Blocking infinity in a topological insulator
(Phys.org)—In bulk, topological insulators (TIs) are good insulators, but on their surface they act as metals, with a twist: the spin and direction of electrons moving across the surface of a TI are locked together. TIs offer unique opportunities to control electric currents and magnetism, and new research by a team of scientists from China and the U.S., working with Berkeley Lab's Alexei Fedorov at beamline 12.0 at the Advanced Light Source, points to ways to manipulate their surface states.
Graphene, a single layer of carbon atoms, shares an intriguing property with TIs. In both, their band structures – the energies at which electrons flow freely in a conduction band or are bound to atoms in a valence band – are quite unlike the overlapping bands of metals, the widely separated bands of insulators, or a semiconductor's narrow energy gap between bands. In graphene and TIs, conduction and valence bands form cones that meet at a point, the Dirac point.
Here their resemblance ends. Graphene's perfect cones give only a sketchy view of the real band structure: a deviation from perfectly straight lines shows up when all possible interactions of electrons on their way across the carbon-atom lattice are included – a process called "renormalization." Renormalizing the electronic states near the Dirac point (in other words, drawing the tips of the cones) requires understanding the collective behavior of numerous electrons and positively charged holes (absences of electrons, also known as quasiparticles).

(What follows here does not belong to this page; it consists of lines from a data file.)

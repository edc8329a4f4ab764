//! # Timetable Cache
//!
//! Turns weekly timetable documents into per-group and per-teacher day
//! schedules and keeps them in an incrementally refreshed in-memory cache.
//!
//! ## Features
//!
//! - **Parsing**: Tolerant row-level parsing of the weekly XML documents
//! - **Resolution**: One authoritative lesson per timetable cell, with
//!   replacements, cancellations and streams resolved
//! - **Caching**: Hash-gated refresh and atomic per-week republication
//! - **Calendar**: Academic week number and numerator/denominator parity
//! - **HTTP API**: REST endpoints for the timetable frontend
//!
//! ## Architecture
//!
//! - [`api`]: Shared types for resolved schedules and API responses
//! - [`models`]: Source document parsing and the academic calendar
//! - [`services`]: Aggregation, conflict resolution, refresh and lookups
//! - [`db`]: In-memory cache, entity registry and content checksums
//! - [`source`]: Providers of raw weekly documents
//! - [`config`]: TOML configuration
//! - [`http`]: Axum-based HTTP server and request handlers

pub mod api;
pub mod config;
pub mod db;
pub mod models;
pub mod services;
pub mod source;

#[cfg(feature = "http-server")]
pub mod http;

Renormalization has been observed in graphene, but not in TIs – until now, and doing it took a trick. The researchers studied different TI compounds using angle-resolved photoemission spectroscopy (ARPES) at beamline 12.0, which has the unique ability to image electronic band structures directly. They took spectra of two promising topological insulators, bismuth telluride and bismuth selenide.
TIs have two sets of band structures, echoing the difference between their bulk and surface properties, and when ARPES imaged the sample compounds "naked," the bulk bands obscured the surface cones and Dirac points. But after layering films of pure bismuth, which is also a TI, onto the compounds, the pesky bulk bands vanished.
In one layered compound, bismuth on bismuth telluride, ARPES dramatically revealed the Dirac point—in fact two of them. Two sets of converging lines showed up, one meeting at the apex of bismuth telluride's surface valence band and the other at a higher energy. A bright vertical line connected the tips of the two cones.
If the cones were really separated, the charged particles between them would have infinite velocity. But after analysis, the researchers determined that the ARPES spectrum was a hybrid, and that the tell-tale vertical line originated from many-body interactions that were the sign of the infinity-blocking renormalization they were seeking.
What makes many-body interactions difficult to detect in TIs is that, unlike graphene, their surface band structures are spin polarized, or "helical." By hybridizing two especially well matched TIs and skewing their Dirac cones, the hidden renormalization has been found – in at least one TI structure.